Published by New York State Law Reporting Bureau pursuant to Judiciary Law § 431.
This opinion is uncorrected and subject to revision before publication in the Official Reports.
Decided on March 22, 2012
Gonzalez, P.J., Sweeny, Moskowitz, Renwick, Richter, JJ.
Order, Supreme Court, Bronx County (Mark Friedlander, J.), entered August 26, 2010, which, to the extent appealed from as limited by the briefs, granted the motion of defendants D & J Service, Inc., D-J Ambulette Service, Inc., and Grisel Boves, and the cross motion of defendant David W. Ramsey, for summary judgment dismissing the complaint based on the failure to establish a serious injury within the meaning of Insurance Law § 5102(d), unanimously reversed, on the law, without costs, the motion and cross motion denied, and the complaint reinstated with respect to plaintiff's allegations of permanent consequential limitation of use of a body organ or member and/or significant limitation of use of a body function or system.

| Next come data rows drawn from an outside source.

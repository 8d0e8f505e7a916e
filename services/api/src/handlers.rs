//! Axum Handlers for the REST API
//!
//! JSON endpoints for driving calls and reading transcripts. Each handler
//! carries `utoipa` annotations for the generated OpenAPI document.

use axum::{
    extract::{Path, State},
    http::StatusCode,
    response::{IntoResponse, Json, Response},
};
use callagent_core::{CallEvent, StoreError};
use std::sync::Arc;
use tracing::error;

use crate::{
    models::{CallEventPayload, CallRecordView, CallSessionView, ErrorResponse, PromptResponse},
    state::AppState,
};

pub enum ApiError {
    BadRequest(String),
    NotFound(String),
    InternalServerError(anyhow::Error),
}

impl IntoResponse for ApiError {
    fn into_response(self) -> Response {
        match self {
            ApiError::BadRequest(message) => {
                (StatusCode::BAD_REQUEST, Json(ErrorResponse { message })).into_response()
            }
            ApiError::NotFound(message) => {
                (StatusCode::NOT_FOUND, Json(ErrorResponse { message })).into_response()
            }
            ApiError::InternalServerError(err) => {
                error!("Internal Server Error: {:?}", err);
                let message = "An internal server error occurred.".to_string();
                (
                    StatusCode::INTERNAL_SERVER_ERROR,
                    Json(ErrorResponse { message }),
                )
                    .into_response()
            }
        }
    }
}

impl<E> From<E> for ApiError
where
    E: Into<anyhow::Error>,
{
    fn from(err: E) -> Self {
        Self::InternalServerError(err.into())
    }
}

/// Deliver a call event and get back what the caller should hear.
#[utoipa::path(
    post,
    path = "/calls/{call_id}/events",
    request_body = CallEventPayload,
    responses(
        (status = 200, description = "The next prompt for the caller", body = PromptResponse),
        (status = 400, description = "Bad request", body = ErrorResponse),
        (status = 500, description = "Internal server error", body = ErrorResponse)
    ),
    params(
        ("call_id" = String, Path, description = "Telephony call id")
    )
)]
pub async fn post_call_event(
    State(state): State<Arc<AppState>>,
    Path(call_id): Path<String>,
    Json(payload): Json<CallEventPayload>,
) -> Result<Json<PromptResponse>, ApiError> {
    let event = CallEvent::try_from(payload).map_err(ApiError::BadRequest)?;

    let prompt = state.router.handle(&call_id, event).await;
    let audio_url = state.voice_prompt(&call_id, &prompt).await;

    Ok(Json(PromptResponse::new(prompt, audio_url)))
}

/// List the calls that currently have a live session.
#[utoipa::path(
    get,
    path = "/calls",
    responses(
        (status = 200, description = "Live call sessions, oldest first", body = [CallSessionView])
    )
)]
pub async fn list_calls(State(state): State<Arc<AppState>>) -> Json<Vec<CallSessionView>> {
    let sessions = state.registry().list().await;
    Json(sessions.into_iter().map(CallSessionView::from).collect())
}

/// Get the persisted transcript of a call.
#[utoipa::path(
    get,
    path = "/calls/{call_id}",
    responses(
        (status = 200, description = "Call record", body = CallRecordView),
        (status = 404, description = "Call not found", body = ErrorResponse),
        (status = 500, description = "Internal server error", body = ErrorResponse)
    ),
    params(
        ("call_id" = String, Path, description = "Telephony call id")
    )
)]
pub async fn get_call(
    State(state): State<Arc<AppState>>,
    Path(call_id): Path<String>,
) -> Result<Json<CallRecordView>, ApiError> {
    match state.registry().store().get_record(&call_id).await {
        Ok(record) => Ok(Json(CallRecordView::from(record))),
        Err(StoreError::NotFound(_)) => Err(ApiError::NotFound(format!(
            "Call with id '{}' not found",
            call_id
        ))),
        Err(e) => Err(e.into()),
    }
}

Defendants met their burden on summary judgment by tendering the affirmed reports of their orthopedist and neurologist (see Spencer v Golden Eagle, Inc., 82 AD3d 589, 590 ). Defendants' radiologist's opinions, however, were too equivocal to satisfy defendants' burden with respect to showing degeneration in an effort to disprove causation (see Reyes v Diaz, 82 AD3d 484 ).
In opposition, plaintiff raised a triable issue of fact with respect to her knee injuries. Defendant's radiologist, after reviewing an MRI of plaintiff's knee, made findings which she described as due to either "a tear or prior surgery." However, plaintiff testified that prior to this accident, she never suffered injuries to her left knee. In addition, her treating physician found limitations of motion in her left knee, findings which conflicted with the reports from defendant's physicians, and raised a triable issue of fact (see Jacobs v Rolon, 76 AD3d 905 ).
While plaintiff did not undergo contemporaneous range of motion measurements, they are not necessary, in light of her visit to Dr. Eliav, two days after her accident, which established the requisite causation (see Perl v Meher, 18 NY3d 208 ). Although Dr. Rose did not expressly address defendants' expert's conclusion that the injuries were degenerative in origin, he relied on the same MRI report as Dr. Berkowitz, and attributed plaintiff's injuries to a "different, yet altogether equally plausible, cause" (see Yuen v Arka Memory Cab Corp., 80 AD3d 481, 482 ), thus raising a triable issue of fact with regard to her left knee injuries (see Linton v Nawaz, 62 AD3d 434, 439-440 , affd 14 NY3d 821 ).
THIS CONSTITUTES THE DECISION AND ORDER OF THE SUPREME COURT, APPELLATE DIVISION, FIRST DEPARTMENT.